By default, up to 10 caches are used for each SAS file that is opened; each of the caches is the value (in bytes) of CACHESIZ= in size. On a memory-constrained system you may wish to reduce the number of caches used in order to conserve memory.
The following example shows using the CACHENUM= option to specify that 8 caches of 65024 bytes each are used to buffer data pages in memory.
proc sort data=cache.big (cachesiz=65024 cachenum=8); by serial; run;
The SAS System maintains a cache that is used to buffer multiple data set pages in memory. This reduces I/O operation by enabling SAS to read or write multiple pages in a single operation. SAS maintains multiple caches for each data set that is opened. The CACHESIZ= data set option specifies the size of each cache.
The CACHESIZ= value is a temporary attribute that applies only to the data set that is currently open. You can use a different CACHESIZ= value at different times when accessing the same file. To conserve memory, a maximum of 65024 bytes is allocated for the cache by default. The default allows as many pages as can be completely contained in the 65024-byte cache to be buffered and accessed with a single I/O. However, you can specify a CACHESIZ= value of up to 65024 bytes, the largest amount that can be accessed in a single I/O in an OpenVMS operating environment.

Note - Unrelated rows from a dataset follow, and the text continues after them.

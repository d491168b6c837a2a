use std::fmt;

use crate::model::Id;

/// Natural-key constraints the stores enforce.
#[derive(Debug, Clone, Copy, PartialEq, Eq)]
pub enum UniqueKey {
    /// `assignment_id` within `srid`
    Assignment,
    /// `task_id` within its assignment
    Task,
    /// `release_id` within `srid`
    Release,
    /// `set_id` within its release
    ReleaseSet,
}

impl fmt::Display for UniqueKey {
    fn fmt(&self, f: &mut fmt::Formatter<'_>) -> fmt::Result {
        let name = match self {
            UniqueKey::Assignment => "assignment",
            UniqueKey::Task => "task",
            UniqueKey::Release => "release",
            UniqueKey::ReleaseSet => "release set",
        };
        f.write_str(name)
    }
}

#[derive(Debug, thiserror::Error)]
pub enum StoreError {
    #[error("duplicate {0} key")]
    Duplicate(UniqueKey),

    #[error("stale version for {id}: expected {expected}")]
    StaleVersion { id: Id, expected: i64 },

    #[error(transparent)]
    Other(#[from] anyhow::Error),
}

pub type StoreResult<T> = std::result::Result<T, StoreError>;
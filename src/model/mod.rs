pub mod assignment;
pub mod common;
pub mod filter;
pub mod message;
pub mod page;
pub mod release;
pub mod user_context;

pub use assignment::*;
pub use common::*;
pub use filter::*;
pub use message::*;
pub use page::*;
pub use release::*;
pub use user_context::*;
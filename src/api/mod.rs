pub mod assignment_handlers;
pub mod auth;
pub mod error;
pub mod handlers;
pub mod message_handlers;
pub mod release_handlers;
pub mod routes;

pub use error::{ApiError, ErrorResponse};
pub use handlers::AppState;
pub use routes::create_router;
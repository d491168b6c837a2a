use chrono::Utc;

use crate::logic::error::{require_key, ServiceError, ServiceResult};
use crate::logic::releases;
use crate::model::{
    DeployRequest, DeployStamp, NewReleaseSet, ReleaseSet, ReleaseSetFields, UserContext, DEPLOY_IN_PROGRESS,
    IN_PROGRESS,
};
use crate::store::traits::Store;

/// Release sets, addressed either through their release or by set id
/// anywhere in the scope.
pub struct ReleaseSetOperations;

impl ReleaseSetOperations {
    async fn require_release<S: Store>(store: &S, srid: &str, release_id: &str) -> ServiceResult<()> {
        if !store.release_exists(srid, release_id).await? {
            return Err(releases::not_found(srid, release_id));
        }
        Ok(())
    }

    /// Every set of every release in the scope.
    pub async fn list<S: Store>(store: &S, srid: &str) -> ServiceResult<Vec<ReleaseSet>> {
        Ok(store.list_release_sets(srid).await?)
    }

    pub async fn list_for_release<S: Store>(
        store: &S,
        srid: &str,
        release_id: &str,
    ) -> ServiceResult<Vec<ReleaseSet>> {
        Self::require_release(store, srid, release_id).await?;
        Ok(store.list_sets_for_release(srid, release_id).await?)
    }

    /// Scope-level lookup. When two releases share a set id the
    /// earliest-created set is returned.
    pub async fn get<S: Store>(store: &S, srid: &str, set_id: &str) -> ServiceResult<ReleaseSet> {
        store
            .find_release_set(srid, set_id)
            .await?
            .ok_or_else(|| scope_not_found(srid, set_id))
    }

    pub async fn create<S: Store>(
        store: &S,
        srid: &str,
        release_id: &str,
        set: NewReleaseSet,
    ) -> ServiceResult<ReleaseSet> {
        Self::require_release(store, srid, release_id).await?;
        require_key(&set.set_id, "setId")?;

        let created = store
            .insert_release_set(srid, release_id, set)
            .await?
            .ok_or_else(|| releases::not_found(srid, release_id))?;
        log::info!("Created release set {} under release {}", created.set_id, release_id);
        Ok(created)
    }

    pub async fn update<S: Store>(
        store: &S,
        srid: &str,
        release_id: &str,
        set_id: &str,
        fields: ReleaseSetFields,
    ) -> ServiceResult<ReleaseSet> {
        Self::require_release(store, srid, release_id).await?;
        store
            .update_release_set(srid, release_id, set_id, fields)
            .await?
            .ok_or_else(|| not_found(release_id, set_id))
    }

    pub async fn delete<S: Store>(
        store: &S,
        srid: &str,
        release_id: &str,
        set_id: &str,
    ) -> ServiceResult<()> {
        Self::require_release(store, srid, release_id).await?;
        if !store.delete_release_set(srid, release_id, set_id).await? {
            return Err(not_found(release_id, set_id));
        }
        log::info!("Deleted release set {} under release {}", set_id, release_id);
        Ok(())
    }

    /// Marks a set as deploying. Like release deploy, no terminal state is
    /// ever written.
    pub async fn deploy<S: Store>(
        store: &S,
        srid: &str,
        set_id: &str,
        request: DeployRequest,
        user: &UserContext,
    ) -> ServiceResult<ReleaseSet> {
        let stamp = DeployStamp {
            status: DEPLOY_IN_PROGRESS.to_string(),
            deployment_status: IN_PROGRESS.to_string(),
            deployed_by: user.username.clone(),
            deployed_at: Utc::now(),
        };

        let deployed = store
            .begin_set_deploy(srid, set_id, stamp)
            .await?
            .ok_or_else(|| scope_not_found(srid, set_id))?;

        log::info!(
            "Deploy of set {} in {} requested by {} (environment={:?}, level={:?})",
            set_id,
            srid,
            user.username,
            request.environment,
            request.level
        );
        Ok(deployed)
    }
}

fn scope_not_found(srid: &str, set_id: &str) -> ServiceError {
    ServiceError::not_found(format!("Release set '{}' not found in {}", set_id, srid))
}

fn not_found(release_id: &str, set_id: &str) -> ServiceError {
    ServiceError::not_found(format!(
        "Release set '{}' not found in release {}",
        set_id, release_id
    ))
}
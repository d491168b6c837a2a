pub mod assignments;
pub mod error;
pub mod messages;
pub mod release_sets;
pub mod releases;
pub mod tasks;

pub use assignments::AssignmentOperations;
pub use error::{ServiceError, ServiceResult};
pub use messages::MessageOperations;
pub use release_sets::ReleaseSetOperations;
pub use releases::ReleaseOperations;
pub use tasks::TaskOperations;
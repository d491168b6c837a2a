use axum::extract::ws::{Message, WebSocket};
use futures_util::{SinkExt, StreamExt};
use tokio::sync::broadcast::error::RecvError;

use crate::model::UserContext;
use crate::realtime::hub::{ClientFrame, NotificationHub};

/// Drives one socket until either side goes away: client frames are handed
/// to the hub, hub deliveries addressed to this user are written back.
pub async fn run_session(socket: WebSocket, hub: NotificationHub, user: UserContext) {
    let (mut sink, mut stream) = socket.split();
    let mut deliveries = hub.subscribe();
    hub.user_joined(&user.username);

    loop {
        tokio::select! {
            incoming = stream.next() => match incoming {
                Some(Ok(Message::Text(text))) => match serde_json::from_str::<ClientFrame>(&text) {
                    Ok(frame) => hub.handle_frame(&user, frame),
                    Err(e) => log::warn!("Ignoring malformed frame from {}: {}", user.username, e),
                },
                Some(Ok(Message::Close(_))) | None => break,
                Some(Ok(_)) => {}
                Some(Err(e)) => {
                    log::debug!("Socket error for {}: {}", user.username, e);
                    break;
                }
            },
            delivery = deliveries.recv() => match delivery {
                Ok(delivery) if delivery.is_for(&user.username) => {
                    let text = match serde_json::to_string(&delivery.envelope) {
                        Ok(text) => text,
                        Err(e) => {
                            log::error!("Failed to encode envelope: {}", e);
                            continue;
                        }
                    };
                    if sink.send(Message::Text(text)).await.is_err() {
                        break;
                    }
                }
                Ok(_) => {}
                Err(RecvError::Lagged(skipped)) => {
                    log::warn!("Session for {} skipped {} notification(s)", user.username, skipped);
                }
                Err(RecvError::Closed) => break,
            },
        }
    }

    hub.user_left(&user.username);
}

Here is an example that uses the CACHESIZ= data set option to write a large data set efficiently. Note that in the following example, CACHESIZ= value is not a permanent attribute of the data set:
libname cache ''; data cache.big (cachesiz=65024); length a b c d e f g h i j k l m n o p q r s t u v w x y z $200; do ii=1 to 13000; output; end; run;
|Using Asynchronous I/O When Processing SAS Data Sets|
|Job type||Jobs that read or write SAS files.|
|Usage||The BASE engine now performs asynchronous
reading and writing by default. This allows overlap between SAS data set I/O and
Note: Asynchronous reading and writing
is enabled only if caching is turned on.
|Benefit||Asynchronous I/O allows other processing to continue while waiting on I/O completion. If there is a large gap between the CPU time used and the elapsed time reported in the FULLSTIMER statistics, asynchronous I/O can help reduce that gap.|
|Cost||Because data page caching must be in effect, the memory usage of the I/O cache must be incurred. For more information about controlling the size and number of caches used for a particular SAS file, see the data set options CACHENUM= and CACHESIZ=.|
In Version 8, asynchronous I/O is enabled by default. There are no additional options that need to be specified to use this feature. For all SAS files that use a data cache, SAS performs asynchronous I/O. Since multiple caches are now available for each SAS file, while an I/O is being performed on one cache of data, the SAS System may continue processing using other caches. For example, when SAS writes to a file, once the first cache becomes full an asynchronous I/O is initiated on that cache, but the SAS System does not have to wait on the I/O to complete. While that transaction is in progress, the SAS System can continue processing new data pages and store them in one of the other available caches. When that cache is full, an asynchronous I/O may be initiated on that cache as well.
Similarly, when SAS reads a file, additional caches of data may be read from the file asynchronously in anticipation of those pages being requested by the SAS System. When those pages are required, they will have already been read from disk, and no I/O wait need occur.
Because caching (with multiple caches) needs to be enabled
in order for asynchronous I/O to be
effective, if the cache is disabled with the CACHESIZ=0 option or the CACHENUM=0
option, no asynchronous I/O can occur.